▸ Exercise objective
The line that contains "pub struct RowKey(ColumnValues);" marks the end: retype the data below exactly from its first line through that line.

▸ Entries provided

◇ ◇ ◇ ◇ ◇

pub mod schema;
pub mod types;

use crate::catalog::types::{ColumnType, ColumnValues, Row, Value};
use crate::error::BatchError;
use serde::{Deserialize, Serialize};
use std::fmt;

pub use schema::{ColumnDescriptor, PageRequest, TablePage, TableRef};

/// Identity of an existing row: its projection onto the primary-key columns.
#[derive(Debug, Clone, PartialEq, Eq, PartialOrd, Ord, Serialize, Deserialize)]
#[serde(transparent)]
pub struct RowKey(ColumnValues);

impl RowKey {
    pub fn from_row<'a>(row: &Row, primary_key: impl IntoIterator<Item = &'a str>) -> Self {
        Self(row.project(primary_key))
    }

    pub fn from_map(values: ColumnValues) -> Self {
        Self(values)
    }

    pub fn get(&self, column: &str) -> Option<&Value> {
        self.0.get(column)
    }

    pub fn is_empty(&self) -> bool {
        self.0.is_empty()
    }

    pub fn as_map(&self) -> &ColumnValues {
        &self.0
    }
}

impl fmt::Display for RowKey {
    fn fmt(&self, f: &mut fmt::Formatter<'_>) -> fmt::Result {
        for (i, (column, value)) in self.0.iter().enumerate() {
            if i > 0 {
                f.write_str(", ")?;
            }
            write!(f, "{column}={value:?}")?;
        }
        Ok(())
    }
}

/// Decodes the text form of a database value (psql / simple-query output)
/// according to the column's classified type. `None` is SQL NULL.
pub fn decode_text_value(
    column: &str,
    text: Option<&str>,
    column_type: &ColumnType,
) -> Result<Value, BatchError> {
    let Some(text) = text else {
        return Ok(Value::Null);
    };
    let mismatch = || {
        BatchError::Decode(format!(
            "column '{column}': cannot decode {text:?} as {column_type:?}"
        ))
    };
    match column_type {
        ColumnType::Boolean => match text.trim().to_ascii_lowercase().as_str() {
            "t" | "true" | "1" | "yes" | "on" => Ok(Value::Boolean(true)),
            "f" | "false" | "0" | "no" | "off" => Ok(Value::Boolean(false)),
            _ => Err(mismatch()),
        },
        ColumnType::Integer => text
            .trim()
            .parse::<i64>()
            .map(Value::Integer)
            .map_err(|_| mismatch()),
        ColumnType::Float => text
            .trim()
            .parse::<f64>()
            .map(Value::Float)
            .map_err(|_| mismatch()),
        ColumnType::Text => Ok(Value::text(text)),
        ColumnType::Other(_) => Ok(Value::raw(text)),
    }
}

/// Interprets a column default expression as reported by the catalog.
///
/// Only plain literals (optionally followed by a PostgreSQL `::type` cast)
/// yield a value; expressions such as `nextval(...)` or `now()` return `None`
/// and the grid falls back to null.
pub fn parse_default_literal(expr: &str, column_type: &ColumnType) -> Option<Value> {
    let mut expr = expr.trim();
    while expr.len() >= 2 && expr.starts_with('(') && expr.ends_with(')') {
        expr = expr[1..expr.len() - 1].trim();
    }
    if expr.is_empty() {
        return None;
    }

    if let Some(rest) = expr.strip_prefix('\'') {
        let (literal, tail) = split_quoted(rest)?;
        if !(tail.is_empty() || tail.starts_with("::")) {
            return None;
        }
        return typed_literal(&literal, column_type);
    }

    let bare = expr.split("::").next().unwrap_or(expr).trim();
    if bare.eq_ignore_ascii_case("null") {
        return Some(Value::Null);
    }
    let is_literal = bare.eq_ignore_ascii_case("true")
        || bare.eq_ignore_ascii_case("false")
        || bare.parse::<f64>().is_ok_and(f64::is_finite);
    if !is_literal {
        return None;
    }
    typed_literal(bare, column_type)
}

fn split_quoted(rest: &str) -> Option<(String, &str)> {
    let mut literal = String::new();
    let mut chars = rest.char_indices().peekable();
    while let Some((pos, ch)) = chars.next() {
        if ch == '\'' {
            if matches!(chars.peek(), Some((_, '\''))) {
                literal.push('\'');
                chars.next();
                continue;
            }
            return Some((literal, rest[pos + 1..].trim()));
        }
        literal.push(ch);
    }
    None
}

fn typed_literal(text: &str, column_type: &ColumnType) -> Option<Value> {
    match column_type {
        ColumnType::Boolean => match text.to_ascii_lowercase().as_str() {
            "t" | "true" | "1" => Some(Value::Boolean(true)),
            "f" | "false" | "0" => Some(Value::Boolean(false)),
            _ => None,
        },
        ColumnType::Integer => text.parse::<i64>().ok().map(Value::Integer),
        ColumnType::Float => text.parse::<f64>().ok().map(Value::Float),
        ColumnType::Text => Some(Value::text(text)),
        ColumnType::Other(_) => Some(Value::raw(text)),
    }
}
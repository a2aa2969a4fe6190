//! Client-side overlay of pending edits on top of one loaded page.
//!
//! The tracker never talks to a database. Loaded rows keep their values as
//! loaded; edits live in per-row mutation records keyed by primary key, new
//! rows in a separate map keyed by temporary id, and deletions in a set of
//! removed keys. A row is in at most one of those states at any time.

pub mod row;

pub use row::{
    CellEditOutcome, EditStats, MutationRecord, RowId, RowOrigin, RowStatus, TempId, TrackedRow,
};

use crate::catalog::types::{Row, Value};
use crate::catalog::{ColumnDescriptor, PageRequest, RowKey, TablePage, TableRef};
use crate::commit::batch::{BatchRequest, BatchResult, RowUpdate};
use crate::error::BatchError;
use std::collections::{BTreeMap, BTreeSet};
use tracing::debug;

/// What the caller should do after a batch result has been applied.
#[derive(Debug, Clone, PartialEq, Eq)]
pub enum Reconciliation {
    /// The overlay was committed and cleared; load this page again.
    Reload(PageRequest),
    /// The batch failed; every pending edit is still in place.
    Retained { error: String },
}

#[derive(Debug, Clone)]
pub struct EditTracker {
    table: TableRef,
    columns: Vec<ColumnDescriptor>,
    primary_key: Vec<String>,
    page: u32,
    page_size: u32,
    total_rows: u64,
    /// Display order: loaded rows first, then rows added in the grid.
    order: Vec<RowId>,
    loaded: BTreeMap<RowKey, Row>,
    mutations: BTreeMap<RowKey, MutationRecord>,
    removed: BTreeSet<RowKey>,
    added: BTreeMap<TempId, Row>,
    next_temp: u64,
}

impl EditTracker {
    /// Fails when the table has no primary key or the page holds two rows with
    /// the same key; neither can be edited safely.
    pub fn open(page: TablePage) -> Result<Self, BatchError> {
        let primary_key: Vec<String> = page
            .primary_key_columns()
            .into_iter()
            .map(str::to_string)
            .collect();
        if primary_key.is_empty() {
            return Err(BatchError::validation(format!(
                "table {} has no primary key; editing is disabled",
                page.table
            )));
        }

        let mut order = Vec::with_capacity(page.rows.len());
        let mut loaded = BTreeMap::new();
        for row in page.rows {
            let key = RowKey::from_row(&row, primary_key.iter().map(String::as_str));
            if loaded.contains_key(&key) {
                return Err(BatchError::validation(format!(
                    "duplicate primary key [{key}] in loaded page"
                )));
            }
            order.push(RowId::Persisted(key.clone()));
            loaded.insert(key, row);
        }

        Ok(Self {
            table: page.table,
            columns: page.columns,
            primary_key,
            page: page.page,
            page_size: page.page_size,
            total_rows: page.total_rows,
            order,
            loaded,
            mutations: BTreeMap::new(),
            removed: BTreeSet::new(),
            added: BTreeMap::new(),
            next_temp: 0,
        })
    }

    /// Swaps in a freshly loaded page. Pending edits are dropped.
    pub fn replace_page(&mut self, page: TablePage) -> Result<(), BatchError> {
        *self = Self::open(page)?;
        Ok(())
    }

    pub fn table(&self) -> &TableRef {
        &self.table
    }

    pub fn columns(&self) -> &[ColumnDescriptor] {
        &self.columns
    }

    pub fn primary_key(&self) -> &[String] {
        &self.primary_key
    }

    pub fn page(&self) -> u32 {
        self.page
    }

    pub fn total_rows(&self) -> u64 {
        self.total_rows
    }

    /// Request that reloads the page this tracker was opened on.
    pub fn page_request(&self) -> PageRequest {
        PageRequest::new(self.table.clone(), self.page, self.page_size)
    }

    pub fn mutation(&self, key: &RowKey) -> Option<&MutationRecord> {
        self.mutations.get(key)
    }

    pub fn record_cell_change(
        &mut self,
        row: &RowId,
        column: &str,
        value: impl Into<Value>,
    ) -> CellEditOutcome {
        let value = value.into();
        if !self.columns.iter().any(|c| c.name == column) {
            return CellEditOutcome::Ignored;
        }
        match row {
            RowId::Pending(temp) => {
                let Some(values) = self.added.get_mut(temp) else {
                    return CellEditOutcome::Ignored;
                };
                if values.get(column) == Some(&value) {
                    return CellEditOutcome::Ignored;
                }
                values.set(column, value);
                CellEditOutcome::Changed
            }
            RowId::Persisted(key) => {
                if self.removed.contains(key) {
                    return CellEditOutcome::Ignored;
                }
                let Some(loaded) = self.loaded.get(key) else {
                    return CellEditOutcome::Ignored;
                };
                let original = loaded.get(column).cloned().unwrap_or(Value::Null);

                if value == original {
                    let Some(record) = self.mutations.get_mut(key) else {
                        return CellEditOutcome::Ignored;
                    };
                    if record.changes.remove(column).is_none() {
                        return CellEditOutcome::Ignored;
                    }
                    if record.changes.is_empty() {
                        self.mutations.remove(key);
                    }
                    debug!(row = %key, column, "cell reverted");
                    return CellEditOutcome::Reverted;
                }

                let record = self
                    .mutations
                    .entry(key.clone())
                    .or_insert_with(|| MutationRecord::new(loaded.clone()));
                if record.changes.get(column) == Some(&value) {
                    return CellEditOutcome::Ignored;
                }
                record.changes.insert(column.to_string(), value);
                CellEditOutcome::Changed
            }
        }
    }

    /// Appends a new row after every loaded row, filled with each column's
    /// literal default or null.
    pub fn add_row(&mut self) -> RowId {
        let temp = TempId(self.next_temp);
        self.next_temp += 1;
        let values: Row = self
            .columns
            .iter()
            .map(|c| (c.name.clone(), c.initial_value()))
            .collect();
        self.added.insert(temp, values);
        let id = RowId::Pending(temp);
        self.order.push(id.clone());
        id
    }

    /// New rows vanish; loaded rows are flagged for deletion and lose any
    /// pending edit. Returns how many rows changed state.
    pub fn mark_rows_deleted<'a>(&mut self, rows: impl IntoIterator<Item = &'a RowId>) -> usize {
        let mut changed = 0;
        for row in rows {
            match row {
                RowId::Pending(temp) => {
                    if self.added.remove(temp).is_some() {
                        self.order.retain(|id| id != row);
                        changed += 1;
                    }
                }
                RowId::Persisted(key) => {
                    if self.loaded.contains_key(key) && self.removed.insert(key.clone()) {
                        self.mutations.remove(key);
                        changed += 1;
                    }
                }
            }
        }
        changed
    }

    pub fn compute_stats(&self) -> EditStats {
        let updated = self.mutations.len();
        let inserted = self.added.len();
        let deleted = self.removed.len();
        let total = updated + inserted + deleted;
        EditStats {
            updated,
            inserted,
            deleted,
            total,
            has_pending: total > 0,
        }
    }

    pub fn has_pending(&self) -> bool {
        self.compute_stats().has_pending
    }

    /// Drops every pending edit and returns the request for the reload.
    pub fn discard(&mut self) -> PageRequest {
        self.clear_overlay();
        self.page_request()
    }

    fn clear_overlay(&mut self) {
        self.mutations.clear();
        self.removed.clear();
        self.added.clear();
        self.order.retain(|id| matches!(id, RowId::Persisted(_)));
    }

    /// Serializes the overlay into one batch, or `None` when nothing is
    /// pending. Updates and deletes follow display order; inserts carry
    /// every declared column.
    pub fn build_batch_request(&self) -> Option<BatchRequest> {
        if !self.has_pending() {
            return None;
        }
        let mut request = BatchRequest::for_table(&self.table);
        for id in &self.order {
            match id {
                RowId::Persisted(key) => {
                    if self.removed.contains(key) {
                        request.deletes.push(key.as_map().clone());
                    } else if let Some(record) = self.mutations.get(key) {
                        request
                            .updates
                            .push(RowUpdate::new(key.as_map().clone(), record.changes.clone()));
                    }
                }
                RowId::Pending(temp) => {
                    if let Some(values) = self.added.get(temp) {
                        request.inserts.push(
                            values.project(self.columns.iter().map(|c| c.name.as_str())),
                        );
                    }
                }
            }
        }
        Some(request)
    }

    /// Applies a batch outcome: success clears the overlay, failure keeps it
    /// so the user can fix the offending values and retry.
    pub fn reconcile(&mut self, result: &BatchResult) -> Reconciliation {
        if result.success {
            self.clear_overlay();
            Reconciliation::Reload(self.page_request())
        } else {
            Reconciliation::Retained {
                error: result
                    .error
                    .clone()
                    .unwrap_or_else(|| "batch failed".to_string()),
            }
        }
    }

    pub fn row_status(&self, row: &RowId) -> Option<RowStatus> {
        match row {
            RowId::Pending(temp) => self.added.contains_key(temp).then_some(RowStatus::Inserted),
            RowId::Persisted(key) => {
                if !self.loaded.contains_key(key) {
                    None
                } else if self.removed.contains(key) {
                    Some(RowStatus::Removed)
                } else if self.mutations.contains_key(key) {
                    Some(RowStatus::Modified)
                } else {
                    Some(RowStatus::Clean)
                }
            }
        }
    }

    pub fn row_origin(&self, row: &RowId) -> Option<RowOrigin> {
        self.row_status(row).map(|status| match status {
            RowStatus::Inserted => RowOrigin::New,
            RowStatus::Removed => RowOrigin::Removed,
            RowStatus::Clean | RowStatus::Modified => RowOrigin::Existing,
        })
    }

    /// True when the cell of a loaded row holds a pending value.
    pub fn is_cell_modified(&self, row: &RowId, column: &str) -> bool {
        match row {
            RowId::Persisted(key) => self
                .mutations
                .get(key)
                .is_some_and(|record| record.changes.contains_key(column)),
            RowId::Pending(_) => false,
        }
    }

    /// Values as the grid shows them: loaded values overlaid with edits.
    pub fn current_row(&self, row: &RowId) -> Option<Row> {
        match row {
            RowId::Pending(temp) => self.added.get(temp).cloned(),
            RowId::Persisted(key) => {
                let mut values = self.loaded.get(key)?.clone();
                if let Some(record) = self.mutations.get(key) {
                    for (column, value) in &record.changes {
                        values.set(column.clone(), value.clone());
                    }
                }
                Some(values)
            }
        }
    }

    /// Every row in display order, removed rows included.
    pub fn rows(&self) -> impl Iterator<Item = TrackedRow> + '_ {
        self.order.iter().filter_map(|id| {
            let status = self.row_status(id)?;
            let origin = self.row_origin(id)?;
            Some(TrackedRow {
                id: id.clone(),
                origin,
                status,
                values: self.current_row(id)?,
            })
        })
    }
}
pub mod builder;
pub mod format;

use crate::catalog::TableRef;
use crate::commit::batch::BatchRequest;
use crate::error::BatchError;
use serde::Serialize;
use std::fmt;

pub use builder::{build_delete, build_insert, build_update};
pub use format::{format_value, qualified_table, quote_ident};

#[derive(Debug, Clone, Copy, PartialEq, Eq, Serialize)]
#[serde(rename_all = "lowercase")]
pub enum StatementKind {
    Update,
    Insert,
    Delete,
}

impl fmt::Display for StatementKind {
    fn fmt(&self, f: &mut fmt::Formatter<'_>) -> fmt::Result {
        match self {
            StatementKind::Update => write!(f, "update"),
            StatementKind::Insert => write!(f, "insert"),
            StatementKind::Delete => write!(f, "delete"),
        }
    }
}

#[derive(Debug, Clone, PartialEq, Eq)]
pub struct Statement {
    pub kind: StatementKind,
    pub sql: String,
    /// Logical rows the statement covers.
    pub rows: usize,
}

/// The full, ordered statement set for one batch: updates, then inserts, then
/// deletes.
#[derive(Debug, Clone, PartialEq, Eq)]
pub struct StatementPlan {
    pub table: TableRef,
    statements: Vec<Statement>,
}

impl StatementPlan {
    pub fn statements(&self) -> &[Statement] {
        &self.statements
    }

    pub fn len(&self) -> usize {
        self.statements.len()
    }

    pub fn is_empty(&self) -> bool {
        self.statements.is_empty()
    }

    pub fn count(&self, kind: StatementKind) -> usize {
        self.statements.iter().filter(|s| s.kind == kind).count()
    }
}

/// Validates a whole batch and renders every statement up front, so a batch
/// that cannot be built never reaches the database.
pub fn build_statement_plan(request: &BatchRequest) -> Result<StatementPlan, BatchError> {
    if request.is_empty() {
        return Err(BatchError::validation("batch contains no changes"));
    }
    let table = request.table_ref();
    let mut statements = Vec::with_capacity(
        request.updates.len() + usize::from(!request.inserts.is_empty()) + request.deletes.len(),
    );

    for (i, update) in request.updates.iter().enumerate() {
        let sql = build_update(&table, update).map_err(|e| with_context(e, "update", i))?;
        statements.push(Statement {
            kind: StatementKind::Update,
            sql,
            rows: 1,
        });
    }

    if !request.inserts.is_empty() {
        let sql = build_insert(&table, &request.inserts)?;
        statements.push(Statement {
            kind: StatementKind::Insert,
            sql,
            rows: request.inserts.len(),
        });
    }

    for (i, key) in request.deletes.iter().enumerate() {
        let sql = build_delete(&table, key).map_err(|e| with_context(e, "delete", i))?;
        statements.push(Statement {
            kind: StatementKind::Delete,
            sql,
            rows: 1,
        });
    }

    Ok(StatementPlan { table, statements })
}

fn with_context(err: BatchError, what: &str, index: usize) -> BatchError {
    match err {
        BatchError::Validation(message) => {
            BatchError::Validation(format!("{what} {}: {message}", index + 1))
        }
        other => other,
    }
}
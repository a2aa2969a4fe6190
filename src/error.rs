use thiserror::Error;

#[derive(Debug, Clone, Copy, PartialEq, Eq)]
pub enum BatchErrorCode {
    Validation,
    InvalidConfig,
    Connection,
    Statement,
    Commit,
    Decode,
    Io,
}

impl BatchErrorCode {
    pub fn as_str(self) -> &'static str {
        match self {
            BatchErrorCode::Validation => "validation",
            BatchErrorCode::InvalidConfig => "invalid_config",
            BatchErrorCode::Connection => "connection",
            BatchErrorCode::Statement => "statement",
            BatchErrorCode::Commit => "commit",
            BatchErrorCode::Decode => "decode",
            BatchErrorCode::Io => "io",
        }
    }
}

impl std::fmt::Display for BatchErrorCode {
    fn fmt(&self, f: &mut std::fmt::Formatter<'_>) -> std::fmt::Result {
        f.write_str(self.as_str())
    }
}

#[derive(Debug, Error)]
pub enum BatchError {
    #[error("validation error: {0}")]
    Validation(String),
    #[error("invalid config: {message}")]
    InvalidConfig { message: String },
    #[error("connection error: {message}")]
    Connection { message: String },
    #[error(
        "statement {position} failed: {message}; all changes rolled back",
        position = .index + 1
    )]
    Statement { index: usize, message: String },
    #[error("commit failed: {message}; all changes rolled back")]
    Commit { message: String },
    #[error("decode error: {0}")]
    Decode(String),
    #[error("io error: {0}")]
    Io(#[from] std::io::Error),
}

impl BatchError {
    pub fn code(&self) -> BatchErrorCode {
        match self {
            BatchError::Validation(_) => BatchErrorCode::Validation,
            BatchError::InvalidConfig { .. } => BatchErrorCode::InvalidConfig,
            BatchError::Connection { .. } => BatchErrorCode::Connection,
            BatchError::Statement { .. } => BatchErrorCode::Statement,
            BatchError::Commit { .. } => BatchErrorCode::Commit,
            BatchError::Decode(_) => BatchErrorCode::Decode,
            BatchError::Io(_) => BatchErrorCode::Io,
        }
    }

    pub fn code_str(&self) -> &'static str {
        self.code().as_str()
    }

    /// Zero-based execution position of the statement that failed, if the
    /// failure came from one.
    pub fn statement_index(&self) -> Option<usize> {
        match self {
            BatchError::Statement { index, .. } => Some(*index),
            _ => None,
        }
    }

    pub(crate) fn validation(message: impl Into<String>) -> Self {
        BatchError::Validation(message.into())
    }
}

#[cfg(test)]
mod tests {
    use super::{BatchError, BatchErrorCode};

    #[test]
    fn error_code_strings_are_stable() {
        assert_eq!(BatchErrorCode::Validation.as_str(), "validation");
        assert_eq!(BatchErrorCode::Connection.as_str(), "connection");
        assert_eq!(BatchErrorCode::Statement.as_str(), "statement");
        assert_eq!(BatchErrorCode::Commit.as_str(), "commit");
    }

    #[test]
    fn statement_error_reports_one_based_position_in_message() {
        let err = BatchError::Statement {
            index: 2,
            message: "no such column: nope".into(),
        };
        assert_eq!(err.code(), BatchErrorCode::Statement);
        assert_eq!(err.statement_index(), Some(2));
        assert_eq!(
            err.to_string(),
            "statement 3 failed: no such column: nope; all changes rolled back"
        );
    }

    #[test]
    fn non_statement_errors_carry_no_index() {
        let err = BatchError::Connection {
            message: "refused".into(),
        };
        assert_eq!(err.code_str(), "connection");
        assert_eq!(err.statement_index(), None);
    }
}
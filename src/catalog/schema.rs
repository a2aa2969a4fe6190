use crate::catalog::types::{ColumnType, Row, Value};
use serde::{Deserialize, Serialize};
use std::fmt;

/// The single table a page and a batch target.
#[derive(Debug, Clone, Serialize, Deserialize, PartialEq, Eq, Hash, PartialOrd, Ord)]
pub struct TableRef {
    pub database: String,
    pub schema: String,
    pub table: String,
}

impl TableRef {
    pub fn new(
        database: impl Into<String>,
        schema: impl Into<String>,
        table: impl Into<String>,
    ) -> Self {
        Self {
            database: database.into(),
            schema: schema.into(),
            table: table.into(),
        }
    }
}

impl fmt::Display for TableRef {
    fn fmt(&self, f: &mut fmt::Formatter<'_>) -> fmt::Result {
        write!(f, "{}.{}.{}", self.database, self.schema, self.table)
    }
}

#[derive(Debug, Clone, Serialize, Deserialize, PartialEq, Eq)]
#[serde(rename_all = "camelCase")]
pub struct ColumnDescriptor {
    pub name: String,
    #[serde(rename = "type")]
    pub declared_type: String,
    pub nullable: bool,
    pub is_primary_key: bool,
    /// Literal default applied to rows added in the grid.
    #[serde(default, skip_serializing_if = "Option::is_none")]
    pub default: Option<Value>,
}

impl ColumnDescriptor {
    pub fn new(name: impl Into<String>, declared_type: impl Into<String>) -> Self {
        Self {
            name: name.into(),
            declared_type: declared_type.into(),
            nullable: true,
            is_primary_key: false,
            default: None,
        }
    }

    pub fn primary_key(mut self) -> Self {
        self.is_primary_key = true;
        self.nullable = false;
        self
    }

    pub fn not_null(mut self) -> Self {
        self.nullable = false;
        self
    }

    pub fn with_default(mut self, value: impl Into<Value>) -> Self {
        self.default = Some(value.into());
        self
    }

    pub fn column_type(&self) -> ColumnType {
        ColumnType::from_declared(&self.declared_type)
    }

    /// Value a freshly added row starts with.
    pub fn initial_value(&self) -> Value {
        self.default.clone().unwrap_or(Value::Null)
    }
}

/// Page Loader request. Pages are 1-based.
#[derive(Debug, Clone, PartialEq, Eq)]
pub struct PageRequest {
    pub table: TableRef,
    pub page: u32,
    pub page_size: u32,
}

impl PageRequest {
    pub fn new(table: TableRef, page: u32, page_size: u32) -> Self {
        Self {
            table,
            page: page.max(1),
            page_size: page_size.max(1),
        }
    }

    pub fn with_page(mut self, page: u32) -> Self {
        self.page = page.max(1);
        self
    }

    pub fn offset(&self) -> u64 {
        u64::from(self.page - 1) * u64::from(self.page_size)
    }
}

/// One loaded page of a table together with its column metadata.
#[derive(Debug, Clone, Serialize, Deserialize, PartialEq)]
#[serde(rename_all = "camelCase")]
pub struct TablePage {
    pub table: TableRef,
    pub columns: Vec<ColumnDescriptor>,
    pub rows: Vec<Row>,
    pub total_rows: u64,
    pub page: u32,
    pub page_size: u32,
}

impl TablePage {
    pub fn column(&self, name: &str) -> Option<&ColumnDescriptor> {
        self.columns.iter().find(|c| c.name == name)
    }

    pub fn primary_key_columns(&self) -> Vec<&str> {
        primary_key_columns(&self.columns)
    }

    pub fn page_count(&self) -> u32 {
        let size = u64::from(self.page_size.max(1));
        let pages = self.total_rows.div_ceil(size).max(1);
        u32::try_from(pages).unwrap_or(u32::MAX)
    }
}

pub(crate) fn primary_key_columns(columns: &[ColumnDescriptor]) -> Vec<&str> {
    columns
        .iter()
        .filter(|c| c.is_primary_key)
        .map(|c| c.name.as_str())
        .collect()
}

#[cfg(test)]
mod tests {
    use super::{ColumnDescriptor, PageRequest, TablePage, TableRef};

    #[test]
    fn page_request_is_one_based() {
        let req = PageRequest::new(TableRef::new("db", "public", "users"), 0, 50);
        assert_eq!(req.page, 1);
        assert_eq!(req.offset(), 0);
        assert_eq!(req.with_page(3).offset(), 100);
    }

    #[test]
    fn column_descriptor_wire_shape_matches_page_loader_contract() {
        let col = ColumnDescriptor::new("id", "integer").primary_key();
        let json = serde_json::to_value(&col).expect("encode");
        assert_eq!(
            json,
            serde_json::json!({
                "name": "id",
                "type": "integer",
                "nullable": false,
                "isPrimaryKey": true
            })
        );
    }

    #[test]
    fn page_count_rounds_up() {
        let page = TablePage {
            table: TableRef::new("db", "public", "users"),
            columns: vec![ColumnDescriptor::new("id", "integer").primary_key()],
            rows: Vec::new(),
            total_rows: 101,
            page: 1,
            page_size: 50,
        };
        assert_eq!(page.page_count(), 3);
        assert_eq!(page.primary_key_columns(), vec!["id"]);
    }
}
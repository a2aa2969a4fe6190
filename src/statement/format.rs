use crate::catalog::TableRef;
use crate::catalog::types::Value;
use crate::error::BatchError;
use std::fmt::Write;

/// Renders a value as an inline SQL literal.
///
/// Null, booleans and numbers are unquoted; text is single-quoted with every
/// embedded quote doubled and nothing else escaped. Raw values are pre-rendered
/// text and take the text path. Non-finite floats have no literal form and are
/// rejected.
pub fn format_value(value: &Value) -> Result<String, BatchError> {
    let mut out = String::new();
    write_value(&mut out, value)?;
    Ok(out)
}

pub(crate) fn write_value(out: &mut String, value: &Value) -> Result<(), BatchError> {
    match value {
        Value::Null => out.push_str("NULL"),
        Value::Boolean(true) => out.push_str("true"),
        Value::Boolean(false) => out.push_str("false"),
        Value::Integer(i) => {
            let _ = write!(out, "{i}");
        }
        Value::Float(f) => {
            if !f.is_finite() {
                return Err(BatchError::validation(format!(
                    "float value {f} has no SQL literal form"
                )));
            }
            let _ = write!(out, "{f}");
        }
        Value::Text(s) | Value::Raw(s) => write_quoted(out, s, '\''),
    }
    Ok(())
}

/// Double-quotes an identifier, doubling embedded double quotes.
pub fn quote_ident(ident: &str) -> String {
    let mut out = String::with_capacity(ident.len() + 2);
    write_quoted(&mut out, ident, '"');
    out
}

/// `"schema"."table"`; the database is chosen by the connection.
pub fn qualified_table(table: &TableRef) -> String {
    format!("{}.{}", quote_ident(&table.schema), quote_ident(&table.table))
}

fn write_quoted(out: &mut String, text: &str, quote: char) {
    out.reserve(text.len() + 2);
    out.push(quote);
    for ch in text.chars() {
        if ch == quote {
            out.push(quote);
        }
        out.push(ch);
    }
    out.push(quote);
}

◇ ◇ ◇ ◇ ◇

▸ Output of the task
pub mod schema;
pub mod types;

use crate::catalog::types::{ColumnType, ColumnValues, Row, Value};
use crate::error::BatchError;
use serde::{Deserialize, Serialize};
use std::fmt;

pub use schema::{ColumnDescriptor, PageRequest, TablePage, TableRef};

/// Identity of an existing row: its projection onto the primary-key columns.
#[derive(Debug, Clone, PartialEq, Eq, PartialOrd, Ord, Serialize, Deserialize)]
#[serde(transparent)]
pub struct RowKey(ColumnValues);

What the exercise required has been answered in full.